Keep only the lines of the material below that contain the word "Future". Copy those lines.

Start of Block

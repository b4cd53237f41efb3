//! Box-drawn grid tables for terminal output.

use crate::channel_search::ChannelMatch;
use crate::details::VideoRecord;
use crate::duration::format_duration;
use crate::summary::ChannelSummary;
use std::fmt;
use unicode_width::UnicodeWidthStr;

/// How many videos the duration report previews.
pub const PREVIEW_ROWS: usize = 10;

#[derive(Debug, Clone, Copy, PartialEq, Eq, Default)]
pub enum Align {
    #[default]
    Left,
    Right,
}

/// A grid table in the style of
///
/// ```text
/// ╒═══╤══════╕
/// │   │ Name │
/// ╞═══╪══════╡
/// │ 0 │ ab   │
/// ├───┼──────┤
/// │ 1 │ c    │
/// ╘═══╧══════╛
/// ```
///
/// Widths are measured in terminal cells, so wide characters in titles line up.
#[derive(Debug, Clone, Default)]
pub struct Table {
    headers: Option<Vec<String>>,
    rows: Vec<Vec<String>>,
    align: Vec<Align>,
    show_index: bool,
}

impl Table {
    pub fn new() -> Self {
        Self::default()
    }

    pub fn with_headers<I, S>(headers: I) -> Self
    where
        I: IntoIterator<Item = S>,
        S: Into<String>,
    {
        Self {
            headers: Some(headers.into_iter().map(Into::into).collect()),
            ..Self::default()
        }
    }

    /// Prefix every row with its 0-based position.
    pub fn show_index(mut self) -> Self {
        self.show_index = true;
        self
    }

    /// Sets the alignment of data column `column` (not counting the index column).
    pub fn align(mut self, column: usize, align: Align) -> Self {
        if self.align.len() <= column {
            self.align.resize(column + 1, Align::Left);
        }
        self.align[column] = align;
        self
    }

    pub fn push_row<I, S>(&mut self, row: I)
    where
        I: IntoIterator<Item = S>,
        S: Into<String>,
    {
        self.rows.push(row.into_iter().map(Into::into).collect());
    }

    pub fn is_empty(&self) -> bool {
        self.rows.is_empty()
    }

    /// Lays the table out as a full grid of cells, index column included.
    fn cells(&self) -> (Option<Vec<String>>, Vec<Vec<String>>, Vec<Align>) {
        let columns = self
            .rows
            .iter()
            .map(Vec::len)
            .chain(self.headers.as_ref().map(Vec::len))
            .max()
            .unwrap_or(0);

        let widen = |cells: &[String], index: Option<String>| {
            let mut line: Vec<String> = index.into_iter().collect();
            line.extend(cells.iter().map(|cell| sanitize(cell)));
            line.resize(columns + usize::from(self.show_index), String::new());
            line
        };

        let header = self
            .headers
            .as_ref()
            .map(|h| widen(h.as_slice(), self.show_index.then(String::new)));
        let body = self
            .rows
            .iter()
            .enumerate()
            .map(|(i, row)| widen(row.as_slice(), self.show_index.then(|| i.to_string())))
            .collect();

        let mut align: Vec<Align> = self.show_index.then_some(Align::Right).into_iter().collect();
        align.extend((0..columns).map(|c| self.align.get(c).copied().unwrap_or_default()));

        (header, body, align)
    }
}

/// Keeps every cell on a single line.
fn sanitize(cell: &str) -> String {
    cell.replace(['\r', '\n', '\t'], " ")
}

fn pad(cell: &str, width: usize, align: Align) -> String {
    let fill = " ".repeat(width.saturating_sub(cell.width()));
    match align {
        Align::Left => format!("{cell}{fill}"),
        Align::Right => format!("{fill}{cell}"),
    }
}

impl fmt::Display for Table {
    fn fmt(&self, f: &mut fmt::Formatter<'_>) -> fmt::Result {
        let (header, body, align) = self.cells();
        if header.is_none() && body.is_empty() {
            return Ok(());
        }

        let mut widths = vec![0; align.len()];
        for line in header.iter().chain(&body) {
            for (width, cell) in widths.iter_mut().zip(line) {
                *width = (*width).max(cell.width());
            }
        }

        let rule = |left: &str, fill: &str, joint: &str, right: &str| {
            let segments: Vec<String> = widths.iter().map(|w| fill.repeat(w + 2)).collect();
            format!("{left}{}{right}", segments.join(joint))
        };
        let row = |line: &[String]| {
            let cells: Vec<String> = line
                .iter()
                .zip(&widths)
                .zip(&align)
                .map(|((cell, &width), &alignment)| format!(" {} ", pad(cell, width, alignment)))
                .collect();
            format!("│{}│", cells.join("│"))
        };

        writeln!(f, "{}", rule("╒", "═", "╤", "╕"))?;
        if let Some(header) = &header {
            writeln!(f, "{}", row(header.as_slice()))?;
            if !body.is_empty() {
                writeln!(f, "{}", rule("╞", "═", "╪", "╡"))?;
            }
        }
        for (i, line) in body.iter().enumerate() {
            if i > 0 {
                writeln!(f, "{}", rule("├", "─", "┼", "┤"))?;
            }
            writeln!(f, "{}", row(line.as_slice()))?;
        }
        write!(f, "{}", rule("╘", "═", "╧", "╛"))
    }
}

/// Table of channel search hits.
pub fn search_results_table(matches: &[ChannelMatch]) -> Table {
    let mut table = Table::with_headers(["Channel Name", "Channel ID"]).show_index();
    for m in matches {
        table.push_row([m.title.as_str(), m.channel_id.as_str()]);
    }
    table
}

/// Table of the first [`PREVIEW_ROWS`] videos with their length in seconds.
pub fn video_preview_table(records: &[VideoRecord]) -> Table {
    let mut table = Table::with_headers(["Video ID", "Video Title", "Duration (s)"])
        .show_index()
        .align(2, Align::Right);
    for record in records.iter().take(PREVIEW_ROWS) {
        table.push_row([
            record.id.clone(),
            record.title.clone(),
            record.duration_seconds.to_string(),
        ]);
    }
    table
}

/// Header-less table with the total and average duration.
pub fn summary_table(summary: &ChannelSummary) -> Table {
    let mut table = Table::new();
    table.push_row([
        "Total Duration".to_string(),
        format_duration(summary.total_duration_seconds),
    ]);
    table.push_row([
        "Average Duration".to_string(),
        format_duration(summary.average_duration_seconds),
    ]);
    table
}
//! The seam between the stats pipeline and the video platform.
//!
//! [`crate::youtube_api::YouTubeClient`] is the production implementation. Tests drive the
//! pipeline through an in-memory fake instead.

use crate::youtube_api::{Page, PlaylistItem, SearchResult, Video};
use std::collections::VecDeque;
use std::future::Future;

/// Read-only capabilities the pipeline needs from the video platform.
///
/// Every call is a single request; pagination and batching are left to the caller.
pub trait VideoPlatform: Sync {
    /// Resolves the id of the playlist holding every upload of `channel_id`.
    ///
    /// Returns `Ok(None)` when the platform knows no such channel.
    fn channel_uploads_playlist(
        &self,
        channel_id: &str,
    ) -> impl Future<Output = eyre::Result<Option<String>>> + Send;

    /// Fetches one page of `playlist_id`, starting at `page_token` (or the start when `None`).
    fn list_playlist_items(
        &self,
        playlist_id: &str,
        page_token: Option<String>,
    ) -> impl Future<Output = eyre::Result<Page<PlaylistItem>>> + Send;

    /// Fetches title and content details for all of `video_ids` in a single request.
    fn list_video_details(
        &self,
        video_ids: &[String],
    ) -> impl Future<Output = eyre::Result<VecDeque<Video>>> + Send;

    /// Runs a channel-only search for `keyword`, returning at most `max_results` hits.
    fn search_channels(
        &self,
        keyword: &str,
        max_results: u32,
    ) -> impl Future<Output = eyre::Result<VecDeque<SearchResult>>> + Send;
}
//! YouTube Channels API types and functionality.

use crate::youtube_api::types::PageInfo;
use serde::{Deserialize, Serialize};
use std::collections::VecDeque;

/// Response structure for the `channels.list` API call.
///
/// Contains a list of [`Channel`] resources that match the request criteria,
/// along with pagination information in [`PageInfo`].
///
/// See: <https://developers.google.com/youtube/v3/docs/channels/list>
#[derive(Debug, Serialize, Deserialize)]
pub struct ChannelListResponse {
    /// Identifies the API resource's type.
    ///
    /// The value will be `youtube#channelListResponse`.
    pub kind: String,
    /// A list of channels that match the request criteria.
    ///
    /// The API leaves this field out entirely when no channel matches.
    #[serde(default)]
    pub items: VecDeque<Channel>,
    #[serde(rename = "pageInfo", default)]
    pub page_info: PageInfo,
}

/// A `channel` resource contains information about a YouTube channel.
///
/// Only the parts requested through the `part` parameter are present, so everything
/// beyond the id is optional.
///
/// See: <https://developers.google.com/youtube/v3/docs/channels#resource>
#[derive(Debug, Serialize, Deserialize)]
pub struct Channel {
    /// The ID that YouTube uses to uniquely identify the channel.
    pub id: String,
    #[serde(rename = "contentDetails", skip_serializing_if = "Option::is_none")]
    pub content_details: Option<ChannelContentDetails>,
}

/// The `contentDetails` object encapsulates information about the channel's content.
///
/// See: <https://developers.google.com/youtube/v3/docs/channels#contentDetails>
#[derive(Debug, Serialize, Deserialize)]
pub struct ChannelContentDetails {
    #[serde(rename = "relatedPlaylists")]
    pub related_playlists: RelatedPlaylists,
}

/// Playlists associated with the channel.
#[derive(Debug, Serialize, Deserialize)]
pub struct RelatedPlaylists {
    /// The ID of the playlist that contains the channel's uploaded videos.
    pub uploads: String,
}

End of Block
Start of Block

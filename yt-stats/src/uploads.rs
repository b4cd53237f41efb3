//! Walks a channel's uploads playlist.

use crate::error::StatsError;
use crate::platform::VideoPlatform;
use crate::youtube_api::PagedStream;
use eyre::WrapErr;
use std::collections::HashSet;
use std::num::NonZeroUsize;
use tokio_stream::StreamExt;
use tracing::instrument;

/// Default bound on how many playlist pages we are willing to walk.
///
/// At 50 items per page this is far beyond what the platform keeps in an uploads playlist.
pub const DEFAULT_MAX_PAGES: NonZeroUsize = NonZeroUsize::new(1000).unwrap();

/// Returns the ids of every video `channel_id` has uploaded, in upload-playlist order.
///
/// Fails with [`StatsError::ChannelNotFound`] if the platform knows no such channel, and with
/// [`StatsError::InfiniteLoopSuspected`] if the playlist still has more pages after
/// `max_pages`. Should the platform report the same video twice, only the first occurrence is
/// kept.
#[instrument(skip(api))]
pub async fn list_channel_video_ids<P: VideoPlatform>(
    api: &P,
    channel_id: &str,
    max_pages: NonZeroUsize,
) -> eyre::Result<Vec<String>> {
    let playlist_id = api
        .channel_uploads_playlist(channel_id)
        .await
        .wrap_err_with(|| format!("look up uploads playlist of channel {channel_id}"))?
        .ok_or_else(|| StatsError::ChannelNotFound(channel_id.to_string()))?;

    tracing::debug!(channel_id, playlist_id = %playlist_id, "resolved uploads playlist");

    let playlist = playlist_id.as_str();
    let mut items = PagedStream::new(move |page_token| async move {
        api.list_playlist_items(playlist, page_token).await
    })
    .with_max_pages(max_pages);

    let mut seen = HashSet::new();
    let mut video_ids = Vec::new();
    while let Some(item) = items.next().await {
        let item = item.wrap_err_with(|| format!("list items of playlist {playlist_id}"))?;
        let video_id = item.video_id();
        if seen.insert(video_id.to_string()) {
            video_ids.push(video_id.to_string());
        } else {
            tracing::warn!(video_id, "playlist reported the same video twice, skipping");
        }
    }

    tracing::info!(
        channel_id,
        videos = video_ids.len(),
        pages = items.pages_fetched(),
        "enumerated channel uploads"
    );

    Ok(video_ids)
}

End of Block

[Your response]:
use std::future::Future;
    ) -> impl Future<Output = eyre::Result<Option<String>>> + Send;
    ) -> impl Future<Output = eyre::Result<Page<PlaylistItem>>> + Send;
    ) -> impl Future<Output = eyre::Result<VecDeque<Video>>> + Send;
    ) -> impl Future<Output = eyre::Result<VecDeque<SearchResult>>> + Send;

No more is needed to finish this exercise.